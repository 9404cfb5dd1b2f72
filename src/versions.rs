// Copyright (C) 2022 Electronic Arts, Inc. All rights reserved.

//! Semantic version parsing and constraint based selection.
//!
//! Versions are parsed leniently: a leading `v` is dropped and missing minor or
//! patch numbers are filled with zero. Anything that still does not parse is
//! treated as "not a version" and skipped by [`max_version`]. The one parse
//! failure that is not skippable is a numeric component that does not fit in
//! 64 bits.

use std::fmt::Display;

use tap::Pipe;
use thiserror::Error;
use tracing::debug;

pub type Version = semver::Version;

#[derive(Error, Debug)]
pub enum Error {
    #[error("Invalid semantic version {0:?}: {1}")]
    InvalidVersion(String, semver::Error),
    #[error("Version component out of range in {0:?}")]
    Overflow(String),
    #[error("Invalid version constraint {0:?}: {1}")]
    InvalidConstraint(String, semver::Error),
    #[error("No version satisfies constraint {constraint} ({candidates} candidates considered)")]
    NotFound {
        constraint: String,
        candidates: usize,
    },
}

/// Parse a semver compliant version.
pub fn parse_version(tag: &str) -> Result<Version, Error> {
    let trimmed = tag.trim();
    let trimmed = trimmed
        .strip_prefix('v')
        .or_else(|| trimmed.strip_prefix('V'))
        .unwrap_or(trimmed);

    let split = trimmed.find(['-', '+']).unwrap_or(trimmed.len());
    let (core, suffix) = trimmed.split_at(split);
    let parts: Vec<&str> = core.split('.').collect();

    for part in &parts {
        if !part.is_empty() && part.bytes().all(|b| b.is_ascii_digit()) && part.parse::<u64>().is_err()
        {
            return Err(Error::Overflow(tag.to_string()));
        }
    }

    let padded = match parts.len() {
        1 => format!("{core}.0.0{suffix}"),
        2 => format!("{core}.0{suffix}"),
        _ => trimmed.to_string(),
    };

    Version::parse(&padded)
        .map_err(|e| Error::InvalidVersion(tag.to_string(), e))?
        .pipe(Ok)
}

/// A version constraint such as `>=1.0.0, <2.0.0`, `~1.2 || ^3` or
/// `1.0 - 2.0, !=1.5.0`.
///
/// Comparators separated by commas or whitespace must all match; alternatives
/// separated by `||` are tried in turn. A bare version means exactly that
/// version. `a - b` is the inclusive range `>=a, <=b`, and `!=v` excludes the
/// versions `=v` would match.
#[derive(Clone, Debug)]
pub struct Constraint {
    raw: String,
    alternatives: Vec<Alternative>,
}

#[derive(Clone, Debug)]
struct Alternative {
    req: semver::VersionReq,
    excluded: Vec<semver::VersionReq>,
}

impl Alternative {
    fn parse(alternative: &str) -> Result<Self, semver::Error> {
        let mut included = Vec::new();
        let mut excluded = Vec::new();
        for comparator in comparators(alternative) {
            let (op, version) = split_operator(&comparator);
            if op == "!=" {
                let req = match without_wildcards(version) {
                    Some(version) => semver::VersionReq::parse(&format!("={version}"))?,
                    None => semver::VersionReq::STAR,
                };
                excluded.push(req);
            } else {
                included.push(normalize_comparator(op, version));
            }
        }

        let req = if included.is_empty() {
            semver::VersionReq::STAR
        } else {
            semver::VersionReq::parse(&included.join(", "))?
        };
        Ok(Self { req, excluded })
    }

    fn matches(&self, version: &Version) -> bool {
        self.req.matches(version) && !self.excluded.iter().any(|req| req.matches(version))
    }
}

impl Constraint {
    pub fn parse(raw: &str) -> Result<Self, Error> {
        let alternatives = raw
            .split("||")
            .map(Alternative::parse)
            .collect::<Result<_, _>>()
            .map_err(|e| Error::InvalidConstraint(raw.to_string(), e))?;

        Ok(Self {
            raw: raw.trim().to_string(),
            alternatives,
        })
    }

    pub fn matches(&self, version: &Version) -> bool {
        self.alternatives.iter().any(|alt| alt.matches(version))
    }
}

impl Display for Constraint {
    fn fmt(&self, f: &mut std::fmt::Formatter<'_>) -> std::fmt::Result {
        f.write_str(&self.raw)
    }
}

impl std::str::FromStr for Constraint {
    type Err = Error;

    fn from_str(s: &str) -> Result<Self, Self::Err> {
        Self::parse(s)
    }
}

const fn is_operator_char(c: char) -> bool {
    matches!(c, '=' | '<' | '>' | '~' | '^' | '!')
}

fn is_operator(token: &str) -> bool {
    !token.is_empty() && token.chars().all(is_operator_char)
}

/// Split one `||` alternative into comparators, joining detached operators
/// to their versions and expanding hyphen ranges.
fn comparators(alternative: &str) -> Vec<String> {
    let spaced = alternative.replace(',', " ");
    let tokens: Vec<&str> = spaced.split_whitespace().collect();
    let mut comparators = Vec::new();
    let mut pending_operator: Option<&str> = None;

    let mut i = 0;
    while i < tokens.len() {
        let token = tokens[i];
        if is_operator(token) {
            pending_operator = Some(token);
            i += 1;
            continue;
        }
        if pending_operator.is_none()
            && let [_, "-", upper, ..] = &tokens[i..]
        {
            comparators.push(format!(">={token}"));
            comparators.push(format!("<={upper}"));
            i += 3;
            continue;
        }
        match pending_operator.take() {
            Some(op) => comparators.push(format!("{op}{token}")),
            None => comparators.push(token.to_string()),
        }
        i += 1;
    }

    if let Some(op) = pending_operator {
        comparators.push(op.to_string());
    }
    comparators
}

fn split_operator(comparator: &str) -> (&str, &str) {
    let split = comparator
        .find(|c: char| !is_operator_char(c))
        .unwrap_or(comparator.len());
    let (op, version) = comparator.split_at(split);
    let version = version
        .strip_prefix('v')
        .or_else(|| version.strip_prefix('V'))
        .unwrap_or(version);
    (op, version)
}

fn is_wildcard(part: &str) -> bool {
    matches!(part, "*" | "x" | "X")
}

/// The dot separated numeric part, before any pre-release or build suffix.
fn core_components(version: &str) -> impl Iterator<Item = &str> {
    let end = version.find(['-', '+']).unwrap_or(version.len());
    version[..end].split('.')
}

/// `version` with its wildcard components dropped, or `None` if nothing is left.
fn without_wildcards(version: &str) -> Option<String> {
    if !core_components(version).any(is_wildcard) {
        return Some(version.to_string());
    }
    let fixed: Vec<&str> = core_components(version)
        .take_while(|part| !is_wildcard(part))
        .collect();
    (!fixed.is_empty()).then(|| fixed.join("."))
}

fn normalize_comparator(op: &str, version: &str) -> String {
    let wildcard = core_components(version).any(is_wildcard);
    if op.is_empty() && !wildcard && version.starts_with(|c: char| c.is_ascii_digit()) {
        format!("={version}")
    } else {
        format!("{op}{version}")
    }
}

/// Select the highest version in `candidates` that satisfies `constraint`.
pub fn max_version<'a>(
    candidates: impl IntoIterator<Item = &'a str>,
    constraint: &Constraint,
) -> Result<Version, Error> {
    let mut considered = 0;
    let mut best: Option<Version> = None;

    for candidate in candidates {
        considered += 1;
        let version = match parse_version(candidate) {
            Ok(version) => version,
            Err(Error::InvalidVersion(tag, err)) => {
                debug!(tag = %tag, error = %err, "skipping invalid semantic version");
                continue;
            }
            Err(err) => return Err(err),
        };

        if constraint.matches(&version) && best.as_ref().is_none_or(|b| version > *b) {
            best = Some(version);
        }
    }

    best.ok_or_else(|| Error::NotFound {
        constraint: constraint.to_string(),
        candidates: considered,
    })
}

/// Registry tags cannot contain `+`, so by convention it is stored as `_`.
pub fn escape_tag(version: &str) -> String {
    version.replace('+', "_")
}

pub fn unescape_tag(tag: &str) -> String {
    tag.replace('_', "+")
}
########################################
**TASK ITEM**
An exact repetition of the data above is all that is needed.

**REPLY**
repository 9404cfb5dd1b2f72
filename src/versions.rs
// Copyright (C) 2022 Electronic Arts, Inc. All rights reserved.

//! Semantic version parsing and constraint based selection.
//!
//! Versions are parsed leniently: a leading `v` is dropped and missing minor or
//! patch numbers are filled with zero. Anything that still does not parse is
//! treated as "not a version" and skipped by [`max_version`]. The one parse
//! failure that is not skippable is a numeric component that does not fit in
//! 64 bits.

use std::fmt::Display;

use tap::Pipe;
use thiserror::Error;
use tracing::debug;

pub type Version = semver::Version;

#[derive(Error, Debug)]
pub enum Error {
    #[error("Invalid semantic version {0:?}: {1}")]
    InvalidVersion(String, semver::Error),
    #[error("Version component out of range in {0:?}")]
    Overflow(String),
    #[error("Invalid version constraint {0:?}: {1}")]
    InvalidConstraint(String, semver::Error),
    #[error("No version satisfies constraint {constraint} ({candidates} candidates considered)")]
    NotFound {
        constraint: String,
        candidates: usize,
    },
}

/// Parse a semver compliant version.
pub fn parse_version(tag: &str) -> Result<Version, Error> {
    let trimmed = tag.trim();
    let trimmed = trimmed
        .strip_prefix('v')
        .or_else(|| trimmed.strip_prefix('V'))
        .unwrap_or(trimmed);

    let split = trimmed.find(['-', '+']).unwrap_or(trimmed.len());
    let (core, suffix) = trimmed.split_at(split);
    let parts: Vec<&str> = core.split('.').collect();

    for part in &parts {
        if !part.is_empty() && part.bytes().all(|b| b.is_ascii_digit()) && part.parse::<u64>().is_err()
        {
            return Err(Error::Overflow(tag.to_string()));
        }
    }

    let padded = match parts.len() {
        1 => format!("{core}.0.0{suffix}"),
        2 => format!("{core}.0{suffix}"),
        _ => trimmed.to_string(),
    };

    Version::parse(&padded)
        .map_err(|e| Error::InvalidVersion(tag.to_string(), e))?
        .pipe(Ok)
}

/// A version constraint such as `>=1.0.0, <2.0.0`, `~1.2 || ^3` or
/// `1.0 - 2.0, !=1.5.0`.
///
/// Comparators separated by commas or whitespace must all match; alternatives
/// separated by `||` are tried in turn. A bare version means exactly that
/// version. `a - b` is the inclusive range `>=a, <=b`, and `!=v` excludes the
/// versions `=v` would match.
#[derive(Clone, Debug)]
pub struct Constraint {
    raw: String,
    alternatives: Vec<Alternative>,
}

#[derive(Clone, Debug)]
struct Alternative {
    req: semver::VersionReq,
    excluded: Vec<semver::VersionReq>,
}

impl Alternative {
    fn parse(alternative: &str) -> Result<Self, semver::Error> {
        let mut included = Vec::new();
        let mut excluded = Vec::new();
        for comparator in comparators(alternative) {
            let (op, version) = split_operator(&comparator);
            if op == "!=" {
                let req = match without_wildcards(version) {
                    Some(version) => semver::VersionReq::parse(&format!("={version}"))?,
                    None => semver::VersionReq::STAR,
                };
                excluded.push(req);
            } else {
                included.push(normalize_comparator(op, version));
            }
        }

        let req = if included.is_empty() {
            semver::VersionReq::STAR
        } else {
            semver::VersionReq::parse(&included.join(", "))?
        };
        Ok(Self { req, excluded })
    }

    fn matches(&self, version: &Version) -> bool {
        self.req.matches(version) && !self.excluded.iter().any(|req| req.matches(version))
    }
}

impl Constraint {
    pub fn parse(raw: &str) -> Result<Self, Error> {
        let alternatives = raw
            .split("||")
            .map(Alternative::parse)
            .collect::<Result<_, _>>()
            .map_err(|e| Error::InvalidConstraint(raw.to_string(), e))?;

        Ok(Self {
            raw: raw.trim().to_string(),
            alternatives,
        })
    }

    pub fn matches(&self, version: &Version) -> bool {
        self.alternatives.iter().any(|alt| alt.matches(version))
    }
}

impl Display for Constraint {
    fn fmt(&self, f: &mut std::fmt::Formatter<'_>) -> std::fmt::Result {
        f.write_str(&self.raw)
    }
}

impl std::str::FromStr for Constraint {
    type Err = Error;

    fn from_str(s: &str) -> Result<Self, Self::Err> {
        Self::parse(s)
    }
}

const fn is_operator_char(c: char) -> bool {
    matches!(c, '=' | '<' | '>' | '~' | '^' | '!')
}

fn is_operator(token: &str) -> bool {
    !token.is_empty() && token.chars().all(is_operator_char)
}

/// Split one `||` alternative into comparators, joining detached operators
/// to their versions and expanding hyphen ranges.
fn comparators(alternative: &str) -> Vec<String> {
    let spaced = alternative.replace(',', " ");
    let tokens: Vec<&str> = spaced.split_whitespace().collect();
    let mut comparators = Vec::new();
    let mut pending_operator: Option<&str> = None;

    let mut i = 0;
    while i < tokens.len() {
        let token = tokens[i];
        if is_operator(token) {
            pending_operator = Some(token);
            i += 1;
            continue;
        }
        if pending_operator.is_none()
            && let [_, "-", upper, ..] = &tokens[i..]
        {
            comparators.push(format!(">={token}"));
            comparators.push(format!("<={upper}"));
            i += 3;
            continue;
        }
        match pending_operator.take() {
            Some(op) => comparators.push(format!("{op}{token}")),
            None => comparators.push(token.to_string()),
        }
        i += 1;
    }

    if let Some(op) = pending_operator {
        comparators.push(op.to_string());
    }
    comparators
}

fn split_operator(comparator: &str) -> (&str, &str) {
    let split = comparator
        .find(|c: char| !is_operator_char(c))
        .unwrap_or(comparator.len());
    let (op, version) = comparator.split_at(split);
    let version = version
        .strip_prefix('v')
        .or_else(|| version.strip_prefix('V'))
        .unwrap_or(version);
    (op, version)
}

fn is_wildcard(part: &str) -> bool {
    matches!(part, "*" | "x" | "X")
}

/// The dot separated numeric part, before any pre-release or build suffix.
fn core_components(version: &str) -> impl Iterator<Item = &str> {
    let end = version.find(['-', '+']).unwrap_or(version.len());
    version[..end].split('.')
}

/// `version` with its wildcard components dropped, or `None` if nothing is left.
fn without_wildcards(version: &str) -> Option<String> {
    if !core_components(version).any(is_wildcard) {
        return Some(version.to_string());
    }
    let fixed: Vec<&str> = core_components(version)
        .take_while(|part| !is_wildcard(part))
        .collect();
    (!fixed.is_empty()).then(|| fixed.join("."))
}

fn normalize_comparator(op: &str, version: &str) -> String {
    let wildcard = core_components(version).any(is_wildcard);
    if op.is_empty() && !wildcard && version.starts_with(|c: char| c.is_ascii_digit()) {
        format!("={version}")
    } else {
        format!("{op}{version}")
    }
}

/// Select the highest version in `candidates` that satisfies `constraint`.
pub fn max_version<'a>(
    candidates: impl IntoIterator<Item = &'a str>,
    constraint: &Constraint,
) -> Result<Version, Error> {
    let mut considered = 0;
    let mut best: Option<Version> = None;

    for candidate in candidates {
        considered += 1;
        let version = match parse_version(candidate) {
            Ok(version) => version,
            Err(Error::InvalidVersion(tag, err)) => {
                debug!(tag = %tag, error = %err, "skipping invalid semantic version");
                continue;
            }
            Err(err) => return Err(err),
        };

        if constraint.matches(&version) && best.as_ref().is_none_or(|b| version > *b) {
            best = Some(version);
        }
    }

    best.ok_or_else(|| Error::NotFound {
        constraint: constraint.to_string(),
        candidates: considered,
    })
}

/// Registry tags cannot contain `+`, so by convention it is stored as `_`.
pub fn escape_tag(version: &str) -> String {
    version.replace('+', "_")
}

pub fn unescape_tag(tag: &str) -> String {
    tag.replace('_', "+")
}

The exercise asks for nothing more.